** WORK TO COMPLETE **
Collect each line of the records containing the string "check".

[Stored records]

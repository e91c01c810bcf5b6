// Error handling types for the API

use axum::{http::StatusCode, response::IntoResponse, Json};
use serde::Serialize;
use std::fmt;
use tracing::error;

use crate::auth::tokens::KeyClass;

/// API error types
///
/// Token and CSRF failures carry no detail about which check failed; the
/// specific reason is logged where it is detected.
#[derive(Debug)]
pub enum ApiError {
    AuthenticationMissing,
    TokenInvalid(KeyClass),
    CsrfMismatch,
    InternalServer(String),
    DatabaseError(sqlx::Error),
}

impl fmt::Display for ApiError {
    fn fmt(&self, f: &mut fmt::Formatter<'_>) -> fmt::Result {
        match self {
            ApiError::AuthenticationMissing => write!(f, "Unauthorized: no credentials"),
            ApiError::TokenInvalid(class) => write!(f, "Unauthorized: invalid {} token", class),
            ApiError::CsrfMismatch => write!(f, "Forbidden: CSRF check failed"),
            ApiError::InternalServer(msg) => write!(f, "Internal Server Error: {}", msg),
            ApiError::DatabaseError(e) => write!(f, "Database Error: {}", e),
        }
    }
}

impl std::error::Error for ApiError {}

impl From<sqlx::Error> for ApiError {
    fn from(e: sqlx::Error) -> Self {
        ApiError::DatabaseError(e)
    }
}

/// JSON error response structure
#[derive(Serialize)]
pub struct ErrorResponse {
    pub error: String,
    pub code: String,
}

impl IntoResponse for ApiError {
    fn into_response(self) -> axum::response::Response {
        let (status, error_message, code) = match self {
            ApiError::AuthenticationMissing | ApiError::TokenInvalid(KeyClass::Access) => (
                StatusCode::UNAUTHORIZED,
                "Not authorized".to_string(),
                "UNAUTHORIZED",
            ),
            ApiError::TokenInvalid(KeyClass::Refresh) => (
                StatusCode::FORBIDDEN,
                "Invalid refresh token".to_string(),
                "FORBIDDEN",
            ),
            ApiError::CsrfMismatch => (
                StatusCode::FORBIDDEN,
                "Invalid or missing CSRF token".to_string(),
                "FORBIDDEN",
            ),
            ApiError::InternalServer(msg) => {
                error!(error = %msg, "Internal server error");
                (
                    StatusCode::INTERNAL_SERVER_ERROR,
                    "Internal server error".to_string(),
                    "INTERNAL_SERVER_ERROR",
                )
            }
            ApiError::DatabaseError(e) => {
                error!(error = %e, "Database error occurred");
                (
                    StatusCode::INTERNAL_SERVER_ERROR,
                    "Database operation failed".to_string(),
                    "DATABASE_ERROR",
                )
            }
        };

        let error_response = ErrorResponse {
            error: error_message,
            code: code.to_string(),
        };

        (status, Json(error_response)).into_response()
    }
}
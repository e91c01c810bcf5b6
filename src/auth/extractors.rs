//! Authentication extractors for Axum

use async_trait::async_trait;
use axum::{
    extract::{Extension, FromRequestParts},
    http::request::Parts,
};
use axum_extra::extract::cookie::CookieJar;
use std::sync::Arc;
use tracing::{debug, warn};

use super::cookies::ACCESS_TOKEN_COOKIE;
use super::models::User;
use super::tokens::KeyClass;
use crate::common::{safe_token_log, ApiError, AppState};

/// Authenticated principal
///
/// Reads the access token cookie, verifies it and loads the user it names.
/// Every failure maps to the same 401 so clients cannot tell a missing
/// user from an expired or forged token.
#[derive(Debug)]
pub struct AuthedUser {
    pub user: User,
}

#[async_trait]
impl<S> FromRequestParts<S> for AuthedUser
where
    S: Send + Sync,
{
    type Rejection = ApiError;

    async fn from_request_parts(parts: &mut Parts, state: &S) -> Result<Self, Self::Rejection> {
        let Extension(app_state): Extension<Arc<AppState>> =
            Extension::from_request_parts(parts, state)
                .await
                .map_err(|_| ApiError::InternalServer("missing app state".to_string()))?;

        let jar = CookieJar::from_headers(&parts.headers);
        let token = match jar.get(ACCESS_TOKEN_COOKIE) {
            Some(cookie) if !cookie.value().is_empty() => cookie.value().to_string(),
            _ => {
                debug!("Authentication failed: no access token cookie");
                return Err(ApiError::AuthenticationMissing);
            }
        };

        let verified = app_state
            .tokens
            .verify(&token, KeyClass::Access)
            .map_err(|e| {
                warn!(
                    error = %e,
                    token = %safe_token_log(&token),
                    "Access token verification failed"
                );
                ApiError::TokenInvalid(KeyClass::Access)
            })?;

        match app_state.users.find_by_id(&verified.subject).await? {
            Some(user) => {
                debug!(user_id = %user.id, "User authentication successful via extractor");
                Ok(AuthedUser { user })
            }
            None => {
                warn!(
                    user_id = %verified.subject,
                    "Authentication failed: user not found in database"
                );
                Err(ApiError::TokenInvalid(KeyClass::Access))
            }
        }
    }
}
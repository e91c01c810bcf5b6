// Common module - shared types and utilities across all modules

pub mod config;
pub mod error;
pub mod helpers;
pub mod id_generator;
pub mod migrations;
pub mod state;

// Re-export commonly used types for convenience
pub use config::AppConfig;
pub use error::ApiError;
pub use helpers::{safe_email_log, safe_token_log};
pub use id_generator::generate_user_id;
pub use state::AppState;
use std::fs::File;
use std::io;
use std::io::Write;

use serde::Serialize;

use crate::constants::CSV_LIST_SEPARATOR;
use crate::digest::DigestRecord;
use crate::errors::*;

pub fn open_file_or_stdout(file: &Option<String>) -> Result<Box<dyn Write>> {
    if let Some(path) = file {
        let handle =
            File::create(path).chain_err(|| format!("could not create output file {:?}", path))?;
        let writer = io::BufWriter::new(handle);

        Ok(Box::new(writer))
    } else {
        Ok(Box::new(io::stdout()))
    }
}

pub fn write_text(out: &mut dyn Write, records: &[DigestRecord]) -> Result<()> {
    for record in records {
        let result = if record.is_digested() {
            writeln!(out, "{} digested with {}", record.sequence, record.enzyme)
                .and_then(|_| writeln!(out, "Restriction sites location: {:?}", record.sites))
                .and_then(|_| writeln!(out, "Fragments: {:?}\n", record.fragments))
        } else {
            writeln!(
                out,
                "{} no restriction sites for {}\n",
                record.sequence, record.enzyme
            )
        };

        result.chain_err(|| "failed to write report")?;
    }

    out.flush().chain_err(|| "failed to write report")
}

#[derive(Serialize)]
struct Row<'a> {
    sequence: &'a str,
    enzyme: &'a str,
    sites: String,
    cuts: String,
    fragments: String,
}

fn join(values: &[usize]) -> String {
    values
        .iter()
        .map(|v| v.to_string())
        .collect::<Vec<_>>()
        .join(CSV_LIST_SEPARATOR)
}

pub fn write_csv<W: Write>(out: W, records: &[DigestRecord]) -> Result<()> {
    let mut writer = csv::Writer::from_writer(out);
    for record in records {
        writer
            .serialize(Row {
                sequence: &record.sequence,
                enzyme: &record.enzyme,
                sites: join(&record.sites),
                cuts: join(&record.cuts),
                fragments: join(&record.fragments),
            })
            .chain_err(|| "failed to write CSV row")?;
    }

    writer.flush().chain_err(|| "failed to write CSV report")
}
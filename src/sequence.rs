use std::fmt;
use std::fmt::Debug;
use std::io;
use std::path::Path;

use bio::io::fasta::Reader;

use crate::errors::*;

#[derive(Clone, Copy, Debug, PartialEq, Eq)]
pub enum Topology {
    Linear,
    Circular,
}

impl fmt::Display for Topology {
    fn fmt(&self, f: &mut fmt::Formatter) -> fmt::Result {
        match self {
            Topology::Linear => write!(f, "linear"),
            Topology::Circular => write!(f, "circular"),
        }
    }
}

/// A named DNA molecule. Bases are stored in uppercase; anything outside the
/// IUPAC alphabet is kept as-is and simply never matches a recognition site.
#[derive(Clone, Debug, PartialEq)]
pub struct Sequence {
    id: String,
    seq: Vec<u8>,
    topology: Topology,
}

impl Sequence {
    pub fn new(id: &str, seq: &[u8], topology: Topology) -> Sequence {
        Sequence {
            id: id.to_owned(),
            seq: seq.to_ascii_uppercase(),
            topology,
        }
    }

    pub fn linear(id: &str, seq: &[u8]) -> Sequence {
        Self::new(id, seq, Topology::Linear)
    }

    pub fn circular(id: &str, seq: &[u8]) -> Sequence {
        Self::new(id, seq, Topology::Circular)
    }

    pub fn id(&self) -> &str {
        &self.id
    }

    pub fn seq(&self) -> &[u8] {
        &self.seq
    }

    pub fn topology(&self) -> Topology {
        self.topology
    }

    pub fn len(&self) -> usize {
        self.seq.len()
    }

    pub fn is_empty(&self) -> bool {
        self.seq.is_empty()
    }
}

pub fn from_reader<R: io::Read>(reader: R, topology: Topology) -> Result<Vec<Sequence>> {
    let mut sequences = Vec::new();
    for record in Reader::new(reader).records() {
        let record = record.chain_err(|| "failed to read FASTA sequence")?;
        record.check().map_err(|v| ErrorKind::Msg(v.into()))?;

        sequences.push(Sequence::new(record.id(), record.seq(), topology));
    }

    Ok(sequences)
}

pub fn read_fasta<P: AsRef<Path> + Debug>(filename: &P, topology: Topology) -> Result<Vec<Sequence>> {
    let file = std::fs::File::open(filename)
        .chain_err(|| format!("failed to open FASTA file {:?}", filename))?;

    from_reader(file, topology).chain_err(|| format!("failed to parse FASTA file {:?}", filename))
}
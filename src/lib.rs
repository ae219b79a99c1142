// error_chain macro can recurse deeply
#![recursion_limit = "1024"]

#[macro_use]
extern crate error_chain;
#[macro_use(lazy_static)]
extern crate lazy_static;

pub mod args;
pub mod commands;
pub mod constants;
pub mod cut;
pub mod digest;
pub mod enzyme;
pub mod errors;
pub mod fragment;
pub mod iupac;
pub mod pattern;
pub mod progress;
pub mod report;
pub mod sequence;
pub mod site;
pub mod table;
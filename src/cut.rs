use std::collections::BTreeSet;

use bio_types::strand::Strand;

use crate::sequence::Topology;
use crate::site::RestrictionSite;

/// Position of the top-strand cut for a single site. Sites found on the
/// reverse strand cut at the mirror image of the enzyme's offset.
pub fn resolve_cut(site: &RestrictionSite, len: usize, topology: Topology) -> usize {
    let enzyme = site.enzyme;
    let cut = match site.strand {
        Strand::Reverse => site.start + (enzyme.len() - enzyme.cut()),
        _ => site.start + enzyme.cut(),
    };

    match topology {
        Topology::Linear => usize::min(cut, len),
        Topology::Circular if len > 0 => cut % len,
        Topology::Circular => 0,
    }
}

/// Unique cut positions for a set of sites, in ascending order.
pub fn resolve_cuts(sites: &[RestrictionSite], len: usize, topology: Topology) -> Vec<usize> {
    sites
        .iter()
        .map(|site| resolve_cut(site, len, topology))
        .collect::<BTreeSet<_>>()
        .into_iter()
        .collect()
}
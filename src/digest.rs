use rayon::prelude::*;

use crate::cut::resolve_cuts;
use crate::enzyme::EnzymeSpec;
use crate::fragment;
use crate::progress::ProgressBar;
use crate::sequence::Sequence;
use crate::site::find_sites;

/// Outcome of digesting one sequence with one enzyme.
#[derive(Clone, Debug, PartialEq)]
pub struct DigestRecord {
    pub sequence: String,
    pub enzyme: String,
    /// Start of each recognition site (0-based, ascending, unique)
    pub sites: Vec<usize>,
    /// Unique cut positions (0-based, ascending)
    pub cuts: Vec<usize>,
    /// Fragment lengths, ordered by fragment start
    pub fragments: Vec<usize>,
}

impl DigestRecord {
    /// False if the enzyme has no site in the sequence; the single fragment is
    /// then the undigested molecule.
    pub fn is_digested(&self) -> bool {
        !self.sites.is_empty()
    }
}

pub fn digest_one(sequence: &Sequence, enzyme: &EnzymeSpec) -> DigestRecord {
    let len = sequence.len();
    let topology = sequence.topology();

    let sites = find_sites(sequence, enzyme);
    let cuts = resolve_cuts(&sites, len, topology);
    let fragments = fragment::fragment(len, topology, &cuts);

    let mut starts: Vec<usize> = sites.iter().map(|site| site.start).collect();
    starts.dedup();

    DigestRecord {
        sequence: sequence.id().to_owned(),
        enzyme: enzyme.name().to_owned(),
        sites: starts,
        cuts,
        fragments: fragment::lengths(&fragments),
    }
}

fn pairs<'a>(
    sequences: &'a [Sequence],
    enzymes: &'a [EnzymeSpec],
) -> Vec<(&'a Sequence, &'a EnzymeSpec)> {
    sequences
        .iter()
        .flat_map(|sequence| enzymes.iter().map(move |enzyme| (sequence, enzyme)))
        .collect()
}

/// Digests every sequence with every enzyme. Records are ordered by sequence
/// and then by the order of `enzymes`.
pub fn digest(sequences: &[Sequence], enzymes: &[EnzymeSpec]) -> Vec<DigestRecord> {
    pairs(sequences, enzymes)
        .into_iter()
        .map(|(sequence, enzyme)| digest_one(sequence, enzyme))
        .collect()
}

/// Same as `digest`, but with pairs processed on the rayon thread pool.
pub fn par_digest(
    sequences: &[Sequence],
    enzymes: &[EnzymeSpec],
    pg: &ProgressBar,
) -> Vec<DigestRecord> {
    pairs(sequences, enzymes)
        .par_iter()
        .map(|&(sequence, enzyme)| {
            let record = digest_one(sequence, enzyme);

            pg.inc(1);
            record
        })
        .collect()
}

** WRITTEN SOLUTION **
/// Token and CSRF failures carry no detail about which check failed; the
            ApiError::CsrfMismatch => write!(f, "Forbidden: CSRF check failed"),
        record.check().map_err(|v| ErrorKind::Msg(v.into()))?;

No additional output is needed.